Persimon® Cream Pie

Persimon Cream Pie

1 9 inch (24 cm) frozen prepared pie shell
3 persimons

Pastry Cream

1½ cups (375 mL) homogenized milk (3%)
½ cup (125 mL) granulated sugar
3 egg yolks

1 large egg

¼ cup (50 mL) cornstarch
1 tbsp (15 mL) unsalted butter
1 tsp (5 mL) vanilla extract

½ cup (125 mL) apricot jam

Prepare pie shell according to package instructions.

Peel and chop one Persimon®. Place the chopped Persimon® in the bowl of a food processor and purée until smooth.
In a heavy saucepan, stir together the milk and ¼ cup sugar. Bring to a boil over medium heat.

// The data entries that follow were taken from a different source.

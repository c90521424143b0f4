//! Caller-level retry after etag conflicts
//!
//! A conflict means another writer committed between our fetch and our
//! commit. The only correct recovery is to run the whole cycle again from a
//! fresh fetch, which is what this helper does. Anything other than a commit
//! conflict is returned immediately.

use iam_binding_core::{ConflictRetryConfig, Result};
use std::future::Future;

/// Run `operation` until it succeeds, fails with a non-conflict error, or
/// `config.max_attempts` attempts have been made
pub async fn retry_on_conflict<T, F, Fut>(
    config: &ConflictRetryConfig,
    mut operation: F,
) -> Result<T>
where
    F: FnMut() -> Fut,
    Fut: Future<Output = Result<T>>,
{
    let max_attempts = config.max_attempts.max(1);
    let mut attempt = 1;
    loop {
        match operation().await {
            Err(err) if err.is_conflict() && attempt < max_attempts => {
                let delay = config.delay_for(attempt);
                tracing::warn!(
                    attempt,
                    max_attempts,
                    delay_ms = u64::try_from(delay.as_millis()).unwrap_or(u64::MAX),
                    error = %err,
                    "Retrying IAM policy update after conflict"
                );
                tokio::time::sleep(delay).await;
                attempt += 1;
            }
            result => return result,
        }
    }
}

#[cfg(test)]
mod tests {
    use super::*;
    use iam_binding_core::{BindingError, UpdaterError};
    use std::cell::Cell;
    use std::time::Duration;

    fn fast() -> ConflictRetryConfig {
        ConflictRetryConfig::default()
            .with_max_attempts(3)
            .with_initial_delay(Duration::ZERO)
            .with_max_delay(Duration::ZERO)
    }

    #[tokio::test]
    async fn test_retries_conflicts_until_success() {
        let calls = Cell::new(0);
        let result = retry_on_conflict(&fast(), || {
            calls.set(calls.get() + 1);
            let n = calls.get();
            async move {
                if n < 3 {
                    Err(BindingError::commit("demo", UpdaterError::conflict("stale")))
                } else {
                    Ok(n)
                }
            }
        })
        .await;

        assert_eq!(result.unwrap(), 3);
        assert_eq!(calls.get(), 3);
    }

    #[tokio::test]
    async fn test_gives_up_after_max_attempts() {
        let calls = Cell::new(0);
        let result: Result<()> = retry_on_conflict(&fast(), || {
            calls.set(calls.get() + 1);
            async { Err(BindingError::commit("demo", UpdaterError::conflict("stale"))) }
        })
        .await;

        assert!(result.unwrap_err().is_conflict());
        assert_eq!(calls.get(), 3);
    }

    #[tokio::test]
    async fn test_other_errors_are_not_retried() {
        let calls = Cell::new(0);
        let result: Result<()> = retry_on_conflict(&fast(), || {
            calls.set(calls.get() + 1);
            async { Err(BindingError::fetch("demo", UpdaterError::transport("down"))) }
        })
        .await;

        assert!(result.is_err());
        assert_eq!(calls.get(), 1);
    }

    #[tokio::test]
    async fn test_disabled_runs_once() {
        let calls = Cell::new(0);
        let result: Result<()> = retry_on_conflict(&ConflictRetryConfig::disabled(), || {
            calls.set(calls.get() + 1);
            async { Err(BindingError::commit("demo", UpdaterError::conflict("stale"))) }
        })
        .await;

        assert!(result.is_err());
        assert_eq!(calls.get(), 1);
    }
}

In a medium bowl whisk together remaining sugar and cornstarch. Whisk in the yolks and whole egg and stir until smooth. When the milk comes to a boil, slowly drizzle into the egg mixture, stirring continuously until blended. Return the mixture to the saucepan; cook over medium heat stirring constantly. Do not allow the mixture to boil. When a thick custard consistency is achieved remove from heat and strain through a fine sieve. Stir in butter and vanilla and allow to cool slightly.

Pour the Persimon® purée into the prepared pie shell. Pour the pastry cream on top.

Peel and slice the remaining persimons into thin wedges; then arrange in a circles on top of the pastry cream until covered with persimons.

In a small sauce pan, heat the apricot jam in over medium heat until melted. Drizzle the jam over the top of the Persimon®. Allow 2 hours to set completely.